Pick up only the final stretch after the regular expression bar

Asked

Viewed 933 times

2

I did a general search here and on Google and I came to find something that worked partially.

I have the following text pattern:

030.000.208   OUTRA COISA
001.005.001   ALGUMA / COISA AQUI COM - TAMBÉM / GERAL.ASSINADA-COISA
040.001.218   OUTRA COISA / AQUI OUTRA/COISA GERAL
000.000.003   ALGUMA / COISA AQUI COM - TAMBÉM

In summary, the text has a pattern where it starts with a sequence of numbers, three whitespaces, a text (which may have scores), a blank, a bar and a blank, another text (which may have scores), etc.

What I need is for the text that comes at the end to be selected ONLY, after the last occurrence of space-bar-space.

Following the example above, the return for each line would be:

OUTRA COISA
GERAL.ASSINADA-COISA
AQUI OUTRA/COISA GERAL
COISA AQUI COM - TAMBÉM

I am using the following regular expression: \/ ([^\/]*)$

She’s returning this:

GERAL.ASSINADA-COISA
COISA AQUI COM - TAMBÉM

I’m getting a lot and I can’t find a solution, someone can give a light?

I will use regular expression in Google Sheets.

  • 1

    Well, your first line does not have the character / therefore does not meet the regular expression, and I did not understand why in your third line you expect "OTHER/GENERAL THING" and not "HERE OTHER/GENERAL THING".

  • I corrected the expected result. was typo error.

2 answers

1


You said you’re using Google Sheets, but you didn’t say if all the text is in the same cell. In the solution below, I am assuming that each row is in a different cell (this makes the solution simpler, including).

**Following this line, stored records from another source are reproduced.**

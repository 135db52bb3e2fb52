//! Binary and type descriptors.
//!
//! A [`Binary`] is one loaded unit of module code. Instead of relying on
//! runtime reflection, every binary carries explicit [`TypeDescriptor`]s that
//! describe the types it declares: names, assignability edges, attributes and
//! member signatures. Descriptors are populated once, when the binary is
//! loaded, and never change afterwards.

pub mod image;

use std::fmt;
use std::path::{Path, PathBuf};
use std::sync::Arc;

use serde::{Deserialize, Serialize};

pub use image::{
    binary_file_name, is_binary_file, BinaryImage, BinaryImageBuilder, BINARY_EXTENSION,
    FORMAT_VERSION, MAGIC,
};

/// Identifier of the loading context a binary was loaded into.
#[derive(Debug, Clone, Copy, PartialEq, Eq, Hash)]
pub struct ContextId(uuid::Uuid);

impl ContextId {
    pub fn new() -> Self {
        Self(uuid::Uuid::new_v4())
    }
}

impl Default for ContextId {
    fn default() -> Self {
        Self::new()
    }
}

impl fmt::Display for ContextId {
    fn fmt(&self, f: &mut fmt::Formatter<'_>) -> fmt::Result {
        write!(f, "{}", self.0)
    }
}

/// Reference to a type declared in some binary.
#[derive(Debug, Clone, PartialEq, Eq, Hash, Serialize, Deserialize)]
pub struct TypeRef {
    /// Name of the declaring binary.
    pub binary: String,
    /// Fully-qualified type name (`ns::Name`).
    pub full_name: String,
}

impl TypeRef {
    pub fn new(binary: impl Into<String>, full_name: impl Into<String>) -> Self {
        Self {
            binary: binary.into(),
            full_name: full_name.into(),
        }
    }

    /// Last path segment of the full name.
    pub fn short_name(&self) -> &str {
        self.full_name
            .rsplit("::")
            .next()
            .unwrap_or(&self.full_name)
    }
}

impl fmt::Display for TypeRef {
    fn fmt(&self, f: &mut fmt::Formatter<'_>) -> fmt::Result {
        write!(f, "{} ({})", self.full_name, self.binary)
    }
}

/// A named, typed parameter of a constructor or method.
#[derive(Debug, Clone, PartialEq, Eq, Serialize, Deserialize)]
pub struct ParameterSignature {
    pub name: String,
    pub type_name: String,
}

impl ParameterSignature {
    pub fn new(name: impl Into<String>, type_name: impl Into<String>) -> Self {
        Self {
            name: name.into(),
            type_name: type_name.into(),
        }
    }
}

/// A property (public field) of a type.
#[derive(Debug, Clone, PartialEq, Eq, Serialize, Deserialize)]
pub struct PropertySignature {
    pub name: String,
    pub type_name: String,
    pub writable: bool,
}

impl PropertySignature {
    pub fn new(name: impl Into<String>, type_name: impl Into<String>) -> Self {
        Self {
            name: name.into(),
            type_name: type_name.into(),
            writable: true,
        }
    }

    pub fn read_only(mut self) -> Self {
        self.writable = false;
        self
    }
}

/// A method signature.
#[derive(Debug, Clone, PartialEq, Eq, Serialize, Deserialize)]
pub struct MethodSignature {
    pub name: String,
    pub parameters: Vec<ParameterSignature>,
    /// `None` for methods returning nothing.
    pub return_type: Option<String>,
    pub is_async: bool,
}

impl MethodSignature {
    pub fn new(name: impl Into<String>) -> Self {
        Self {
            name: name.into(),
            parameters: Vec::new(),
            return_type: None,
            is_async: false,
        }
    }

    pub fn with_parameter(mut self, name: impl Into<String>, type_name: impl Into<String>) -> Self {
        self.parameters.push(ParameterSignature::new(name, type_name));
        self
    }

    pub fn with_return_type(mut self, type_name: impl Into<String>) -> Self {
        self.return_type = Some(type_name.into());
        self
    }

    pub fn asynchronous(mut self) -> Self {
        self.is_async = true;
        self
    }
}

/// Structural facts about one declared type.
#[derive(Debug, Clone, PartialEq, Eq, Serialize, Deserialize)]
pub struct TypeDescriptor {
    /// Namespace path, empty for root-level types.
    pub namespace: String,
    /// Short name.
    pub name: String,
    pub is_public: bool,
    pub is_abstract: bool,
    pub is_interface: bool,
    pub base_types: Vec<TypeRef>,
    pub interfaces: Vec<TypeRef>,
    /// Full names of the attributes declared on the type.
    pub attributes: Vec<String>,
    pub display_name: Option<String>,
    pub constructor: Vec<ParameterSignature>,
    pub properties: Vec<PropertySignature>,
    pub methods: Vec<MethodSignature>,
}

impl TypeDescriptor {
    /// Create a public, concrete type descriptor.
    pub fn new(namespace: impl Into<String>, name: impl Into<String>) -> Self {
        Self {
            namespace: namespace.into(),
            name: name.into(),
            is_public: true,
            is_abstract: false,
            is_interface: false,
            base_types: Vec::new(),
            interfaces: Vec::new(),
            attributes: Vec::new(),
            display_name: None,
            constructor: Vec::new(),
            properties: Vec::new(),
            methods: Vec::new(),
        }
    }

    /// Fully-qualified name (`ns::Name`, or `Name` without a namespace).
    pub fn full_name(&self) -> String {
        if self.namespace.is_empty() {
            self.name.clone()
        } else {
            format!("{}::{}", self.namespace, self.name)
        }
    }

    pub fn private(mut self) -> Self {
        self.is_public = false;
        self
    }

    pub fn abstract_type(mut self) -> Self {
        self.is_abstract = true;
        self
    }

    /// Mark as an interface. Interfaces are abstract as well.
    pub fn interface(mut self) -> Self {
        self.is_interface = true;
        self.is_abstract = true;
        self
    }

    pub fn with_base(mut self, base: TypeRef) -> Self {
        self.base_types.push(base);
        self
    }

    pub fn with_interface(mut self, interface: TypeRef) -> Self {
        self.interfaces.push(interface);
        self
    }

    pub fn with_attribute(mut self, attribute: impl Into<String>) -> Self {
        self.attributes.push(attribute.into());
        self
    }

    pub fn with_display_name(mut self, display_name: impl Into<String>) -> Self {
        self.display_name = Some(display_name.into());
        self
    }

    pub fn with_constructor_parameter(
        mut self,
        name: impl Into<String>,
        type_name: impl Into<String>,
    ) -> Self {
        self.constructor.push(ParameterSignature::new(name, type_name));
        self
    }

    pub fn with_property(mut self, property: PropertySignature) -> Self {
        self.properties.push(property);
        self
    }

    pub fn with_method(mut self, method: MethodSignature) -> Self {
        self.methods.push(method);
        self
    }

    /// Whether an attribute with the given full name is declared, ignoring case.
    pub fn has_attribute(&self, full_name: &str) -> bool {
        self.attributes
            .iter()
            .any(|attribute| attribute.eq_ignore_ascii_case(full_name))
    }
}

/// One entry of a binary's declared dependency closure.
#[derive(Debug, Clone, PartialEq, Eq, Serialize, Deserialize)]
pub struct DependencyEntry {
    /// Dependency name (binary name, or native library file name).
    pub name: String,
    /// Location relative to the declaring binary's directory.
    pub path: String,
    pub is_native: bool,
}

impl DependencyEntry {
    pub fn binary(name: impl Into<String>, path: impl Into<String>) -> Self {
        Self {
            name: name.into(),
            path: path.into(),
            is_native: false,
        }
    }

    pub fn native(name: impl Into<String>, path: impl Into<String>) -> Self {
        Self {
            name: name.into(),
            path: path.into(),
            is_native: true,
        }
    }
}

/// A loaded module binary.
#[derive(Debug)]
pub struct Binary {
    name: String,
    version: Option<semver::Version>,
    description: Option<String>,
    product_version: Option<String>,
    path: Option<PathBuf>,
    types: Vec<Arc<TypeDescriptor>>,
    dependencies: Vec<DependencyEntry>,
    context: Option<ContextId>,
}

impl Binary {
    /// Materialize a binary from its decoded image.
    pub fn from_image(image: BinaryImage, path: Option<PathBuf>, context: Option<ContextId>) -> Self {
        Self {
            name: image.name,
            version: image.version,
            description: image.description,
            product_version: image.product_version,
            path,
            types: image.types.into_iter().map(Arc::new).collect(),
            dependencies: image.dependencies,
            context,
        }
    }

    pub fn name(&self) -> &str {
        &self.name
    }

    /// File version recorded in the binary, if any.
    pub fn version(&self) -> Option<&semver::Version> {
        self.version.as_ref()
    }

    pub fn description(&self) -> Option<&str> {
        self.description.as_deref()
    }

    pub fn product_version(&self) -> Option<&str> {
        self.product_version.as_deref()
    }

    /// Location on disk; `None` for generated or in-memory binaries.
    pub fn path(&self) -> Option<&Path> {
        self.path.as_deref()
    }

    pub fn dependencies(&self) -> &[DependencyEntry] {
        &self.dependencies
    }

    /// Loading context that owns this binary; `None` for host binaries.
    pub fn context(&self) -> Option<ContextId> {
        self.context
    }

    /// Every declared type, public or not.
    pub fn types(&self) -> &[Arc<TypeDescriptor>] {
        &self.types
    }

    /// Look up a declared type by its full name.
    pub fn find_type(&self, full_name: &str) -> Option<Arc<TypeDescriptor>> {
        self.types
            .iter()
            .find(|descriptor| descriptor.full_name() == full_name)
            .cloned()
    }

    /// Publicly exported types, in declaration order.
    pub fn exported_types(self: &Arc<Self>) -> Vec<ModuleType> {
        self.types
            .iter()
            .filter(|descriptor| descriptor.is_public)
            .map(|descriptor| ModuleType::new(Arc::clone(self), Arc::clone(descriptor)))
            .collect()
    }

    /// Conventional file name for this binary.
    pub fn file_name(&self) -> String {
        binary_file_name(&self.name)
    }
}

/// A type together with the binary that declares it.
#[derive(Clone)]
pub struct ModuleType {
    binary: Arc<Binary>,
    descriptor: Arc<TypeDescriptor>,
}

impl ModuleType {
    pub fn new(binary: Arc<Binary>, descriptor: Arc<TypeDescriptor>) -> Self {
        Self { binary, descriptor }
    }

    pub fn binary(&self) -> &Arc<Binary> {
        &self.binary
    }

    pub fn descriptor(&self) -> &TypeDescriptor {
        &self.descriptor
    }

    pub fn name(&self) -> &str {
        &self.descriptor.name
    }

    pub fn full_name(&self) -> String {
        self.descriptor.full_name()
    }

    /// Reference to this type suitable for criteria.
    pub fn type_ref(&self) -> TypeRef {
        TypeRef::new(self.binary.name(), self.full_name())
    }

    /// Same declaration in the same loaded binary instance.
    pub fn is_same(&self, other: &ModuleType) -> bool {
        Arc::ptr_eq(&self.binary, &other.binary)
            && self.descriptor.full_name() == other.descriptor.full_name()
    }
}

impl PartialEq for ModuleType {
    fn eq(&self, other: &Self) -> bool {
        self.is_same(other)
    }
}

impl fmt::Debug for ModuleType {
    fn fmt(&self, f: &mut fmt::Formatter<'_>) -> fmt::Result {
        f.debug_struct("ModuleType")
            .field("binary", &self.binary.name())
            .field("type", &self.full_name())
            .finish()
    }
}

impl fmt::Display for ModuleType {
    fn fmt(&self, f: &mut fmt::Formatter<'_>) -> fmt::Result {
        write!(f, "{}", self.full_name())
    }
}
//! Generated-code catalog tests: scripts, declarations and naming.

use std::sync::Arc;

use async_trait::async_trait;

use modaularity_codegen::{Compiler, GeneratedCatalog, GeneratedCatalogOptions, WrapperNames};
use modaularity_core::prelude::*;
use modaularity_core::{Binary, BinaryImage, TypeDescriptor, TypeRef};

fn options(root: &tempfile::TempDir) -> GeneratedCatalogOptions {
    let host = Arc::new(HostEnvironment::new(root.path()));
    GeneratedCatalogOptions::default().with_load_context(LoadContextOptions::new(host))
}

async fn initialized(code: &str, options: GeneratedCatalogOptions) -> GeneratedCatalog {
    let mut catalog = GeneratedCatalog::new(code, options).unwrap();
    catalog.initialize().await.unwrap();
    catalog
}

async fn initialize_error(code: &str, options: GeneratedCatalogOptions) -> ModuleError {
    let mut catalog = GeneratedCatalog::new(code, options).unwrap();
    let err = catalog.initialize().await.unwrap_err();
    assert!(!catalog.is_initialized());
    err
}

#[tokio::test]
async fn test_script_becomes_single_method_type() {
    let root = tempfile::tempdir().unwrap();
    let catalog = initialized("let x = 5; return x.to_string();", options(&root)).await;

    let module = catalog.single().unwrap();
    assert_eq!(module.name, "GeneratedNamespace::GeneratedType");
    assert_eq!(module.version, semver::Version::new(1, 0, 0));

    let descriptor = module.module_type.descriptor();
    assert_eq!(descriptor.methods.len(), 1);
    let method = &descriptor.methods[0];
    assert_eq!(method.name, "Run");
    assert_eq!(method.return_type.as_deref(), Some("String"));
    assert!(method.parameters.is_empty());
    assert!(method.is_async);
}

#[tokio::test]
async fn test_script_without_return_is_void() {
    let root = tempfile::tempdir().unwrap();
    let catalog = initialized(
        "println!(\"Hello world!\");",
        options(&root).with_returns_future(false),
    )
    .await;

    let module = catalog.single().unwrap();
    let method = &module.module_type.descriptor().methods[0];
    assert_eq!(method.return_type, None);
    assert!(!method.is_async);
}

#[tokio::test]
async fn test_script_params_become_method_parameters() {
    let root = tempfile::tempdir().unwrap();
    let catalog = initialized(
        "param y: i32 = 5; param x: i32 = 20; let z = y + x; return z;",
        options(&root),
    )
    .await;

    let module = catalog.single().unwrap();
    let method = &module.module_type.descriptor().methods[0];
    let parameters: Vec<(&str, &str)> = method
        .parameters
        .iter()
        .map(|p| (p.name.as_str(), p.type_name.as_str()))
        .collect();
    assert_eq!(parameters, vec![("y", "i32"), ("x", "i32")]);
    assert_eq!(method.return_type.as_deref(), Some("i32"));
}

#[tokio::test]
async fn test_tuple_result_is_invalid_source() {
    let root = tempfile::tempdir().unwrap();
    let code = "let i = 15; let x = \"Hello\"; return (i, x);";

    match initialize_error(code, options(&root)).await {
        ModuleError::InvalidSource { message, source_text } => {
            assert_eq!(source_text, code);
            assert!(message.contains("(i32, &str)"), "{}", message);
        }
        other => panic!("expected an invalid source error, got {:?}", other),
    }
}

#[tokio::test]
async fn test_custom_names_and_module_overrides() {
    let root = tempfile::tempdir().unwrap();
    let names = WrapperNames::new()
        .with_namespace("calc")
        .with_type_name("Adder")
        .with_method_generator(|names| format!("{}Sum", names.type_name));
    let options = options(&root)
        .with_names(names)
        .with_module_name("Calculator")
        .with_module_version(semver::Version::new(2, 0, 0))
        .with_module_description("Adds numbers");

    let catalog = initialized("param a: i64 = 1; param b: i64 = 2; return a + b;", options).await;

    let module = catalog.single().unwrap();
    assert_eq!(module.module_type.full_name(), "calc::Adder");
    assert_eq!(module.module_type.descriptor().methods[0].name, "AdderSum");
    assert_eq!(module.name, "Calculator");
    assert_eq!(module.description, "Adds numbers");
    assert!(catalog.get("Calculator", &semver::Version::new(2, 0, 0)).is_some());
    assert!(catalog.get("Calculator", &semver::Version::new(1, 0, 0)).is_none());
}

#[tokio::test]
async fn test_tags_apply_to_every_type() {
    let root = tempfile::tempdir().unwrap();
    let code = r#"
        pub struct First;
        pub struct Second;
        struct Hidden;
    "#;
    let catalog = initialized(code, options(&root).with_tag("generated").with_tag("demo")).await;

    let modules = catalog.modules();
    assert_eq!(modules.len(), 2);
    for module in &modules {
        assert_eq!(module.tags, vec!["generated".to_string(), "demo".to_string()]);
    }
    assert_eq!(catalog.by_tag("demo").len(), 2);
}

#[tokio::test]
async fn test_declarations_implementing_referenced_trait() {
    let root = tempfile::tempdir().unwrap();
    let contracts = Arc::new(Binary::from_image(
        BinaryImage::builder("Contracts")
            .with_type(TypeDescriptor::new("contracts", "Plugin").interface())
            .build(),
        None,
        None,
    ));
    let code = r#"
        use contracts::Plugin;

        pub struct Greeter {
            pub greeting: String,
        }

        impl Plugin for Greeter {
            fn run(&self) -> String {
                format!("{} world", self.greeting)
            }
        }

        pub struct Unrelated;
    "#;

    let options = options(&root).with_reference(contracts);
    let host = Arc::clone(&options.load_context.host);
    let mut catalog = GeneratedCatalog::new(code, options.clone()).unwrap();
    catalog.initialize().await.unwrap();
    assert_eq!(catalog.modules().len(), 2);
    assert!(host.loaded("Contracts").is_none());

    let greeter = catalog
        .modules()
        .into_iter()
        .find(|module| module.module_type.name() == "Greeter")
        .unwrap();
    let descriptor = greeter.module_type.descriptor();
    assert_eq!(descriptor.interfaces, vec![TypeRef::new("Contracts", "contracts::Plugin")]);
    assert_eq!(descriptor.properties[0].name, "greeting");
    assert_eq!(descriptor.methods[0].name, "run");
}

#[tokio::test]
async fn test_unknown_trait_is_invalid_source() {
    let root = tempfile::tempdir().unwrap();
    let code = "pub struct Greeter; impl Missing for Greeter {}";

    match initialize_error(code, options(&root)).await {
        ModuleError::InvalidSource { message, source_text } => {
            assert_eq!(source_text, code);
            assert!(message.contains("Missing"), "{}", message);
        }
        other => panic!("expected an invalid source error, got {:?}", other),
    }
}

#[tokio::test]
async fn test_empty_code_fails_fast() {
    assert!(matches!(
        GeneratedCatalog::new("", GeneratedCatalogOptions::default()),
        Err(ModuleError::InvalidArgument(_))
    ));
}

/// Compiler that fails with an unrelated error.
struct BrokenCompiler;

#[async_trait]
impl Compiler for BrokenCompiler {
    async fn generate_binary(&self, _source: &str, _references: &[Arc<Binary>]) -> Result<Arc<Binary>> {
        Err(ModuleError::Serialization("backend unavailable".to_string()))
    }
}

#[tokio::test]
async fn test_compiler_failures_carry_the_original_code() {
    let root = tempfile::tempdir().unwrap();
    let code = "return 1;";
    let options = options(&root).with_compiler(Arc::new(BrokenCompiler));

    match initialize_error(code, options).await {
        ModuleError::InvalidSource { message, source_text } => {
            assert_eq!(source_text, code);
            assert!(message.contains("backend unavailable"));
        }
        other => panic!("expected an invalid source error, got {:?}", other),
    }
}
//! Catalog over a directory of binaries.
//!
//! Files are pre-checked through a [`MetadataContext`] so that only binaries
//! with at least one matching type are ever loaded.

use std::collections::HashSet;
use std::path::{Path, PathBuf};
use std::sync::Arc;

use async_trait::async_trait;
use glob::{MatchOptions, Pattern};

use crate::binary::{is_binary_file, BinaryImage, BINARY_EXTENSION};
use crate::context::{HostBinaryPolicy, LoadContextOptions, MetadataContext};
use crate::criteria::{FinderOptions, TypeFinder};
use crate::error::{ModuleError, Result};
use crate::fs::{scan_files, walk_files};
use crate::module::Module;
use crate::naming::NamingOptions;

use super::{BinaryCatalog, BinaryCatalogOptions, CatalogDefaults, ModuleCatalog};

/// Options for [`DirectoryCatalog`].
#[derive(Debug, Clone)]
pub struct DirectoryCatalogOptions {
    pub include_subfolders: bool,
    /// Glob patterns matched against file names, ignoring case.
    pub search_patterns: Vec<String>,
    pub load_context: LoadContextOptions,
    pub finder: FinderOptions,
    pub naming: NamingOptions,
}

impl Default for DirectoryCatalogOptions {
    fn default() -> Self {
        Self {
            include_subfolders: true,
            search_patterns: vec![format!("*.{}", BINARY_EXTENSION)],
            load_context: LoadContextOptions::default(),
            finder: FinderOptions::default(),
            naming: NamingOptions::default(),
        }
    }
}

impl DirectoryCatalogOptions {
    pub fn from_defaults(defaults: &CatalogDefaults) -> Self {
        Self {
            load_context: defaults.load_context.clone(),
            finder: defaults.criteria.clone(),
            naming: defaults.naming.clone(),
            ..Self::default()
        }
    }

    pub fn with_include_subfolders(mut self, include_subfolders: bool) -> Self {
        self.include_subfolders = include_subfolders;
        self
    }

    pub fn with_search_patterns<I, S>(mut self, patterns: I) -> Self
    where
        I: IntoIterator<Item = S>,
        S: Into<String>,
    {
        self.search_patterns = patterns.into_iter().map(Into::into).collect();
        self
    }

    pub fn with_load_context(mut self, load_context: LoadContextOptions) -> Self {
        self.load_context = load_context;
        self
    }

    pub fn with_finder(mut self, finder: FinderOptions) -> Self {
        self.finder = finder;
        self
    }

    pub fn with_naming(mut self, naming: NamingOptions) -> Self {
        self.naming = naming;
        self
    }
}

/// Modules from every qualifying binary under a root directory.
#[derive(Debug)]
pub struct DirectoryCatalog {
    root: PathBuf,
    options: DirectoryCatalogOptions,
    catalogs: Vec<BinaryCatalog>,
    initialized: bool,
}

impl DirectoryCatalog {
    pub fn new(root: impl Into<PathBuf>, options: DirectoryCatalogOptions) -> Result<Self> {
        let root = root.into();
        if root.as_os_str().is_empty() {
            return Err(ModuleError::InvalidArgument("directory path is required".to_string()));
        }

        Ok(Self {
            root,
            options,
            catalogs: Vec::new(),
            initialized: false,
        })
    }

    pub fn root(&self) -> &Path {
        &self.root
    }

    /// One binary catalog per qualifying file, in scan order.
    pub fn catalogs(&self) -> &[BinaryCatalog] {
        &self.catalogs
    }

    /// Files under the root matching a search pattern, each listed once.
    pub fn candidate_files(&self) -> Result<Vec<PathBuf>> {
        let patterns = self
            .options
            .search_patterns
            .iter()
            .map(|pattern| {
                Pattern::new(pattern).map_err(|e| {
                    ModuleError::InvalidArgument(format!("invalid search pattern '{}': {}", pattern, e))
                })
            })
            .collect::<Result<Vec<_>>>()?;

        let match_options = MatchOptions {
            case_sensitive: false,
            ..MatchOptions::new()
        };

        let files = walk_files(&self.root, self.options.include_subfolders, |path| {
            path.file_name()
                .and_then(|name| name.to_str())
                .map(|name| {
                    patterns
                        .iter()
                        .any(|pattern| pattern.matches_with(name, match_options))
                })
                .unwrap_or(false)
        })?;

        let mut seen = HashSet::new();
        Ok(files
            .into_iter()
            .filter(|path| seen.insert(path.canonicalize().unwrap_or_else(|_| path.clone())))
            .collect())
    }

    /// Whether `path` is a binary with at least one type matching the
    /// configured criteria. Files that do not inspect as binaries never
    /// qualify.
    fn qualifies(&self, path: &Path, load_context: &mut LoadContextOptions) -> bool {
        let image = match BinaryImage::inspect(path) {
            Ok(Some(image)) => image,
            Ok(None) => {
                tracing::debug!(path = %path.display(), "Not a module binary");
                return false;
            }
            Err(e) => {
                tracing::debug!(path = %path.display(), error = %e, "Could not inspect file");
                return false;
            }
        };

        if self.options.finder.is_empty() {
            return true;
        }

        let metadata = MetadataContext::new(self.metadata_universe(path, load_context));
        let binary = metadata.add_primary(image, path.to_path_buf());
        let finder = TypeFinder::new();

        self.options.finder.criteria.iter().any(|criteria| {
            finder
                .find(Some(criteria), &binary, &metadata)
                .map(|found| !found.is_empty())
                .unwrap_or(false)
        })
    }

    /// Binary files a metadata-only load of `candidate` may resolve against.
    ///
    /// Host framework directories found under `Always` are added to
    /// `load_context`'s runtime paths so the full load can reach them too.
    fn metadata_universe(&self, candidate: &Path, load_context: &mut LoadContextOptions) -> Vec<PathBuf> {
        let host = Arc::clone(&load_context.host);
        let mut paths = Vec::new();

        if let Some(runtime_dir) = host.runtime_dir() {
            paths.extend(scan_files(runtime_dir, false, is_binary_file));
        }
        paths.push(candidate.to_path_buf());
        for dir in &load_context.additional_runtime_paths {
            paths.extend(scan_files(dir, false, is_binary_file));
        }

        match load_context.policy {
            HostBinaryPolicy::Always => {
                paths.extend(scan_files(host.base_dir(), true, is_binary_file));
                for dir in host.framework_dirs() {
                    if dir == host.base_dir() || Some(dir.as_path()) == host.runtime_dir() {
                        continue;
                    }
                    if !load_context.additional_runtime_paths.contains(&dir) {
                        load_context.additional_runtime_paths.push(dir.clone());
                    }
                    paths.extend(scan_files(&dir, false, is_binary_file));
                }
            }
            HostBinaryPolicy::Never => {
                if let Some(dir) = candidate.parent() {
                    paths.extend(scan_files(dir, true, is_binary_file));
                }
            }
            HostBinaryPolicy::Selected => {
                for name in &load_context.host_binaries {
                    match host.try_load(name).and_then(|binary| binary.path().map(Path::to_path_buf)) {
                        Some(path) => paths.push(path),
                        None => tracing::debug!(binary = %name, "Selected host binary not available"),
                    }
                }
            }
            HostBinaryPolicy::PreferModule => {}
        }

        paths
    }
}

#[async_trait]
impl ModuleCatalog for DirectoryCatalog {
    async fn initialize(&mut self) -> Result<()> {
        let files = self.candidate_files()?;
        let mut load_context = self.options.load_context.clone();
        let mut catalogs = Vec::new();

        for file in files {
            if !self.qualifies(&file, &mut load_context) {
                continue;
            }

            let options = BinaryCatalogOptions {
                naming: self.options.naming.clone(),
                finder: self.options.finder.clone(),
                load_context: load_context.clone(),
            };
            let mut catalog = BinaryCatalog::from_path(&file, options);
            catalog.initialize().await?;
            tracing::debug!(path = %file.display(), modules = catalog.modules().len(), "Added binary");
            catalogs.push(catalog);
        }

        tracing::info!(
            root = %self.root.display(),
            binaries = catalogs.len(),
            "Initialized directory catalog"
        );
        self.catalogs = catalogs;
        self.initialized = true;
        Ok(())
    }

    fn is_initialized(&self) -> bool {
        self.initialized
    }

    fn modules(&self) -> Vec<Arc<Module>> {
        self.catalogs
            .iter()
            .flat_map(|catalog| catalog.modules())
            .collect()
    }

    fn get(&self, name: &str, version: &semver::Version) -> Option<Arc<Module>> {
        self.catalogs
            .iter()
            .find_map(|catalog| catalog.get(name, version))
    }
}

An alternative is to use this regex:

 ^\d{3}\.\d{3}\.\d{3}\s{3}(?:.*/ )?(.+)$

The markers ^ and $ are, respectively, the beginning and end of the string. So I guarantee that I will only treat the strings that follow rigidly this format.

Then we have \d{3}, meaning "3 digits" (the shortcut \d corresponds to a digit from 0 to 9, and quantifier {3} means "3 occurrences"), followed by \. (the dot character). Since the dot by default has special meaning in regex (corresponds to any character - except line breaks), he needs to be escaped with \ to be interpreted as a common character.

Then we have 3 more digits, another dot and 3 more digits, followed by \s{3} (3 spaces).

After that we have (?:.*/ )?. The parentheses with (?: form a catch group (and later we will understand why to use it). The whole group is (?:.*/ ), that is .* (zero or more characters), followed by bar, followed by space (note that there is a space before the )). And the ? soon after makes this whole stretch optional.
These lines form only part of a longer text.